"""

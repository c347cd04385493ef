//! Parking fee
//!
//! A stay is billed per completed ten second period at 1000 colones each.
//! The gate display has one digit, so only `(colones / 1000) % 10` can be
//! shown; stays of ten periods or more alias on the display while
//! [`Fee::colones`] still carries the full amount.

use embassy_time::{Duration, Instant};

/// Billing period
pub const PERIOD: Duration = Duration::from_secs(10);

/// Price of one period in colones
pub const RATE_COLONES: u64 = 1000;

#[derive(Clone, Copy, Debug, Default, PartialEq, Eq)]
pub struct Fee {
    periods: u64,
}

impl Fee {
    pub const fn from_periods(periods: u64) -> Self {
        Self { periods }
    }

    /// Fee for a stay of `elapsed`, counting whole periods only
    pub fn for_stay(elapsed: Duration) -> Self {
        Self {
            periods: elapsed.as_ticks() / PERIOD.as_ticks(),
        }
    }

    /// Fee for a vehicle that entered at `entered_at`, evaluated at `now`
    pub fn between(entered_at: Instant, now: Instant) -> Self {
        let elapsed = now
            .checked_duration_since(entered_at)
            .unwrap_or(Duration::from_ticks(0));
        Self::for_stay(elapsed)
    }

    pub const fn periods(&self) -> u64 {
        self.periods
    }

    /// Full amount owed
    pub const fn colones(&self) -> u64 {
        self.periods * RATE_COLONES
    }

    /// The digit shown on the gate display
    pub const fn digit(&self) -> u8 {
        ((self.colones() / RATE_COLONES) % 10) as u8
    }
}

"""

▸ Try it
Repeat, exactly as they stand, the line that contains "periods: elapsed.as_ticks() /" and all the lines after it in the data above.

▸ Result of the exercise
            periods: elapsed.as_ticks() / PERIOD.as_ticks(),
        }
    }

    /// Fee for a vehicle that entered at `entered_at`, evaluated at `now`
    pub fn between(entered_at: Instant, now: Instant) -> Self {
        let elapsed = now
            .checked_duration_since(entered_at)
            .unwrap_or(Duration::from_ticks(0));
        Self::for_stay(elapsed)
    }

    pub const fn periods(&self) -> u64 {
        self.periods
    }

    /// Full amount owed
    pub const fn colones(&self) -> u64 {
        self.periods * RATE_COLONES
    }

    /// The digit shown on the gate display
    pub const fn digit(&self) -> u8 {
        ((self.colones() / RATE_COLONES) % 10) as u8
    }
}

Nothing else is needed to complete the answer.